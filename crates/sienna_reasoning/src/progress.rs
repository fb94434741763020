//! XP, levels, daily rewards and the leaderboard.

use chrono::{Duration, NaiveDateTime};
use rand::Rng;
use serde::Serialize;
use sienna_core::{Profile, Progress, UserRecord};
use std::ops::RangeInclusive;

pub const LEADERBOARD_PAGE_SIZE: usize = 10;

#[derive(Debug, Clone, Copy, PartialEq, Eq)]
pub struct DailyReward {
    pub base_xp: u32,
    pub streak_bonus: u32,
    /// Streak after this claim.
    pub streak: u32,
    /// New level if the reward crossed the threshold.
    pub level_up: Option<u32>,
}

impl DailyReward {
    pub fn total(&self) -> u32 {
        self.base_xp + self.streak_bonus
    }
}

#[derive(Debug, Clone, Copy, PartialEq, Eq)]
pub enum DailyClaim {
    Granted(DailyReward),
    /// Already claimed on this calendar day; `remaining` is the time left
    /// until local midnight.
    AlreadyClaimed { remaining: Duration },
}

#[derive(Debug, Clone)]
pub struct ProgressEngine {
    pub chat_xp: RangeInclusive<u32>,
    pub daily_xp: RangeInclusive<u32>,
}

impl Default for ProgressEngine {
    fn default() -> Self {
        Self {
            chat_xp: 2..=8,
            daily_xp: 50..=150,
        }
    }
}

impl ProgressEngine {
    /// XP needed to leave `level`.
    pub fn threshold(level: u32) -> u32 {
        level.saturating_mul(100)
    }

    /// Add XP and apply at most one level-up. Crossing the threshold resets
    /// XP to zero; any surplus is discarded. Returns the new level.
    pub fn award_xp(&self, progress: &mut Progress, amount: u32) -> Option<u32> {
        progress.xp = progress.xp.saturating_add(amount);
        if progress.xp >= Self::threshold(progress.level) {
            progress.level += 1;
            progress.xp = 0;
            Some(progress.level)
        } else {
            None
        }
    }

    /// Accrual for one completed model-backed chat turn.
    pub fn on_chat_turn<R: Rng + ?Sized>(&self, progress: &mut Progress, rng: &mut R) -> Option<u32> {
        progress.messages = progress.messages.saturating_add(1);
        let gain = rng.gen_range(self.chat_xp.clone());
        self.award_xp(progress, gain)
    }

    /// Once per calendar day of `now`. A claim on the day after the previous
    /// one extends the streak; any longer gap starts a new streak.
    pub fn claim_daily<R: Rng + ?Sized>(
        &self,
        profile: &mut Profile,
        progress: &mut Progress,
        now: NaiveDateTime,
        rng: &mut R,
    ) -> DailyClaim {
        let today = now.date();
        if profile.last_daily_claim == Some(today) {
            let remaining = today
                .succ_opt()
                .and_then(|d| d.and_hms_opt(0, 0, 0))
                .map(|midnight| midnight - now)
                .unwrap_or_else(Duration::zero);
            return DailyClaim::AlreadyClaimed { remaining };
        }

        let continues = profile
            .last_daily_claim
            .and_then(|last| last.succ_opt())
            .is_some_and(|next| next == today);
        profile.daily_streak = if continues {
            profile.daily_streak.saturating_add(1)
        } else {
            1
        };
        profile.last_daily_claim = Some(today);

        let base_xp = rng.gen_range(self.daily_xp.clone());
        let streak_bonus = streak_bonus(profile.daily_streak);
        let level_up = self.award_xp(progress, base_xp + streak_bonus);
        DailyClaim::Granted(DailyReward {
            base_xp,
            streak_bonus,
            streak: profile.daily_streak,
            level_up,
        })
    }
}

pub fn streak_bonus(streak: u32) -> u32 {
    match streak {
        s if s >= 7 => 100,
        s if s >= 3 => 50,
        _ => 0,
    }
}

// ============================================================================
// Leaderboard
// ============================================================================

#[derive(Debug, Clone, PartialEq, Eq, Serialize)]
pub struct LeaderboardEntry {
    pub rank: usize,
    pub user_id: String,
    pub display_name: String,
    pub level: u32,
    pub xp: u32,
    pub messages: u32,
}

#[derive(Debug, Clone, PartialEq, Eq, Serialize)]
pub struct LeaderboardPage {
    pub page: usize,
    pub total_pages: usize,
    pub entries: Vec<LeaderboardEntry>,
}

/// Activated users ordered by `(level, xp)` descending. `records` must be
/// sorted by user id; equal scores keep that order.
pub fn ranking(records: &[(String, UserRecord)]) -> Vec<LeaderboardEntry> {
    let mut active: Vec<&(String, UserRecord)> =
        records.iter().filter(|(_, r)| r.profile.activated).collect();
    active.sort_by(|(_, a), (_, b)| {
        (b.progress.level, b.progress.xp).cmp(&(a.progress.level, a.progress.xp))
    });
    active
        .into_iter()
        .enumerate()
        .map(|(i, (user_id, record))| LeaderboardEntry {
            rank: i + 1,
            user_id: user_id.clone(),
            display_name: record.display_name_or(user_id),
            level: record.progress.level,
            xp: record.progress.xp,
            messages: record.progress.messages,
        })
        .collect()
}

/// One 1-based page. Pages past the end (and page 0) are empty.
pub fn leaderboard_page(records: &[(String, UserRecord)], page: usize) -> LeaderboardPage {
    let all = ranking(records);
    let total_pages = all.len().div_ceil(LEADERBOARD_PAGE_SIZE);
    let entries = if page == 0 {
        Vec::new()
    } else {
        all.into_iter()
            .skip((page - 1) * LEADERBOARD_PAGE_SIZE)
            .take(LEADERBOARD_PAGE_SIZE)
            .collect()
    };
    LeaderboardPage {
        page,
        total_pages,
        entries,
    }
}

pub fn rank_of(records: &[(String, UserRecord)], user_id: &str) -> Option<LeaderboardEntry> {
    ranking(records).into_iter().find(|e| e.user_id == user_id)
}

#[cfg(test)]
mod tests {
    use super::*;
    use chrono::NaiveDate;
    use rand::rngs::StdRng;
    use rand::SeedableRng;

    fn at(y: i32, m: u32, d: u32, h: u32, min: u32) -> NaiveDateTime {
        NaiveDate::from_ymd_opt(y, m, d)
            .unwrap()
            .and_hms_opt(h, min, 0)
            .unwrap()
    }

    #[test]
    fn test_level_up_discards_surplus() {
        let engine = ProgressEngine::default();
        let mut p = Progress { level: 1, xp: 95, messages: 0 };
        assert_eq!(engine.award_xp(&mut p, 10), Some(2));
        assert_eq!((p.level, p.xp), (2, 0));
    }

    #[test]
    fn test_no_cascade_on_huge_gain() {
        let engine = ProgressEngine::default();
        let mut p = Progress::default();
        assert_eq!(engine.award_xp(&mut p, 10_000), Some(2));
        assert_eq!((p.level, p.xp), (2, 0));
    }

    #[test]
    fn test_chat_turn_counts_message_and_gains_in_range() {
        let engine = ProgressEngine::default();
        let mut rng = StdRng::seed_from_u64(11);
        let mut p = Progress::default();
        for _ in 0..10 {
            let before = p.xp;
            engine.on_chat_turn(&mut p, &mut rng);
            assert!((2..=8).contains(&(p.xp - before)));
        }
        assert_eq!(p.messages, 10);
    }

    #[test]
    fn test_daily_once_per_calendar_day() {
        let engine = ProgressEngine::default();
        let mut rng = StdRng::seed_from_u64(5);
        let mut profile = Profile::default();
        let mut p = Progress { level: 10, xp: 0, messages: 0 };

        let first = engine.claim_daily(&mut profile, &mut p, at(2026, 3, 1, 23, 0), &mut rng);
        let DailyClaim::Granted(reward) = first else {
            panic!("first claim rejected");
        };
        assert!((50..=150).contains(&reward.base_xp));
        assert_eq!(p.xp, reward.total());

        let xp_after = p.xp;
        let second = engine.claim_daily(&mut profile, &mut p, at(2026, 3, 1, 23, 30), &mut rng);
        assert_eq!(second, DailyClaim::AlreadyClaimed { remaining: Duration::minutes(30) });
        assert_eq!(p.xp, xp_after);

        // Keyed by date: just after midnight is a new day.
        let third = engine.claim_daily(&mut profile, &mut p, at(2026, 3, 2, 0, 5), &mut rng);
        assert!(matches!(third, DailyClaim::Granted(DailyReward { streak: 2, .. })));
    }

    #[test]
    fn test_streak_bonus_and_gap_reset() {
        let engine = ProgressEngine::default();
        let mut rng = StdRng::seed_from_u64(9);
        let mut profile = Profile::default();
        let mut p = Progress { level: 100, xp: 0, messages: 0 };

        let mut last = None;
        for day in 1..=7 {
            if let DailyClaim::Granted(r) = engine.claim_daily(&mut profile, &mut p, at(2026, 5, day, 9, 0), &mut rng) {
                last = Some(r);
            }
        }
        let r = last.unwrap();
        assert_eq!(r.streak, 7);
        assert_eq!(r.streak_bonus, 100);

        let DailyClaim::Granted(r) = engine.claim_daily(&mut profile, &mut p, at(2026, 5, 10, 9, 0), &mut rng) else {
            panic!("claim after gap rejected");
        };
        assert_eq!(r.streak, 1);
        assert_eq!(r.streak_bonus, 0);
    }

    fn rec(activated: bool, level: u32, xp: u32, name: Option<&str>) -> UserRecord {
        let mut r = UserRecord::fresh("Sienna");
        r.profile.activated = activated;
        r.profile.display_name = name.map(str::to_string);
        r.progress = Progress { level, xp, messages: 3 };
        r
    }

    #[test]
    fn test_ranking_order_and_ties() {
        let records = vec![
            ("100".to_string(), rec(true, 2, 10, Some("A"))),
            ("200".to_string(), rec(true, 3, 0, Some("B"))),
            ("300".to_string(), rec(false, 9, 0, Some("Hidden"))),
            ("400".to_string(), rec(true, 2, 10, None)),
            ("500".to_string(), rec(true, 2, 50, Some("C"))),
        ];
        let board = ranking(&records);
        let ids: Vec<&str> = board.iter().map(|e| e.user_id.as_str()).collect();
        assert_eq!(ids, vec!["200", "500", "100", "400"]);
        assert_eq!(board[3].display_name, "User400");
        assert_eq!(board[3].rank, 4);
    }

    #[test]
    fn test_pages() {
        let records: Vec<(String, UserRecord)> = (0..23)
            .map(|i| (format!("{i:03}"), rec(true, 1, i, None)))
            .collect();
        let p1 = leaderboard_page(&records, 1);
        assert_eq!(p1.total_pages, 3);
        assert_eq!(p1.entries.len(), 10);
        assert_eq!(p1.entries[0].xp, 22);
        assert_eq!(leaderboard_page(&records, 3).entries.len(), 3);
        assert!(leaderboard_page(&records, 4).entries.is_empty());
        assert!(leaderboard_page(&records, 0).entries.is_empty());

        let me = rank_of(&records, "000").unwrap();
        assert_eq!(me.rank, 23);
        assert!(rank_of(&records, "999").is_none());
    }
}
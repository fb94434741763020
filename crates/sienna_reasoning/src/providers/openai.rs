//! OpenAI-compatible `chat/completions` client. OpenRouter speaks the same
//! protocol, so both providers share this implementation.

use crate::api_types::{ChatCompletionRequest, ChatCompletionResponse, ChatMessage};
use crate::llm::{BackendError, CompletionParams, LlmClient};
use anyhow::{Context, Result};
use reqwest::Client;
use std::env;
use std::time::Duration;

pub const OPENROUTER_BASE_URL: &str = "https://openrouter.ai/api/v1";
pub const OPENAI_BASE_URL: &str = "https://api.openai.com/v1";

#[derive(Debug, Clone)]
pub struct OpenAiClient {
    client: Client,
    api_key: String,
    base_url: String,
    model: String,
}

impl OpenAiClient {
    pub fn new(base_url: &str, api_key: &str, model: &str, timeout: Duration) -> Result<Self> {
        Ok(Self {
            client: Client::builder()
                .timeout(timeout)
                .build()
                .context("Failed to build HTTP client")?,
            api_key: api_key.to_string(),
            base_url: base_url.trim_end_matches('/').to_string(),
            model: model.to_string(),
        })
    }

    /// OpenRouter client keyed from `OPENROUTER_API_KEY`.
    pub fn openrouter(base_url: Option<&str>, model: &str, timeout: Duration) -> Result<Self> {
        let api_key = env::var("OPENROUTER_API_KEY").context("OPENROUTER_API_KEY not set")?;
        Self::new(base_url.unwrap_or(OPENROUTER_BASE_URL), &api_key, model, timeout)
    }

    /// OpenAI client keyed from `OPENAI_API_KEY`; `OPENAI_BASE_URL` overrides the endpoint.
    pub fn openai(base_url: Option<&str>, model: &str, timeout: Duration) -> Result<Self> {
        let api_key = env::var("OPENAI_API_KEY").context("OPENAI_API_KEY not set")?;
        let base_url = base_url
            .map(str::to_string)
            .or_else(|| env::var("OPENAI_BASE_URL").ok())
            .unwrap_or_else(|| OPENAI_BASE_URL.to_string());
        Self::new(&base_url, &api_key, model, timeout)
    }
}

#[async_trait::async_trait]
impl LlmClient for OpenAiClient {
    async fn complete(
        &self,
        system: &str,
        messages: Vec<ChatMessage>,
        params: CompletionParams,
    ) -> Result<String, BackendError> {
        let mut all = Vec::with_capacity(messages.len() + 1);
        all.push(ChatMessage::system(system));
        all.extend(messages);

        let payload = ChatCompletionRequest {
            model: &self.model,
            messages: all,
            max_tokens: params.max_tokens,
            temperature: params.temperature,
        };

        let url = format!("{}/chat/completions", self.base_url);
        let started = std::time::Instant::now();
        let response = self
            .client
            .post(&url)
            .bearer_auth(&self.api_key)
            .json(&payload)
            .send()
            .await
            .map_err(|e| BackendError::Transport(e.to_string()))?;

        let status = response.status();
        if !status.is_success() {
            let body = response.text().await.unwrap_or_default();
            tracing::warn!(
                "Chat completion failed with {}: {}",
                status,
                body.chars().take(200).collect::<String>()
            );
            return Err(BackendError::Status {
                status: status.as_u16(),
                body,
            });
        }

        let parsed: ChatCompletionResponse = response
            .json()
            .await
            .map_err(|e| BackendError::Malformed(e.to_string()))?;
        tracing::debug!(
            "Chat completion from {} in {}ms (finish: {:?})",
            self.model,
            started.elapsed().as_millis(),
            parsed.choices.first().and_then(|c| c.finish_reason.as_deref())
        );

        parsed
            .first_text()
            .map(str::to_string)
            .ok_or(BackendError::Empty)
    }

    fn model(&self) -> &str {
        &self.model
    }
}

WHAT TO WORK ON: Gather each line of the records holding the string "usize".

EXERCISE OUTPUT:
pub const LEADERBOARD_PAGE_SIZE: usize = 10;
    pub rank: usize,
    pub page: usize,
    pub total_pages: usize,
pub fn leaderboard_page(records: &[(String, UserRecord)], page: usize) -> LeaderboardPage {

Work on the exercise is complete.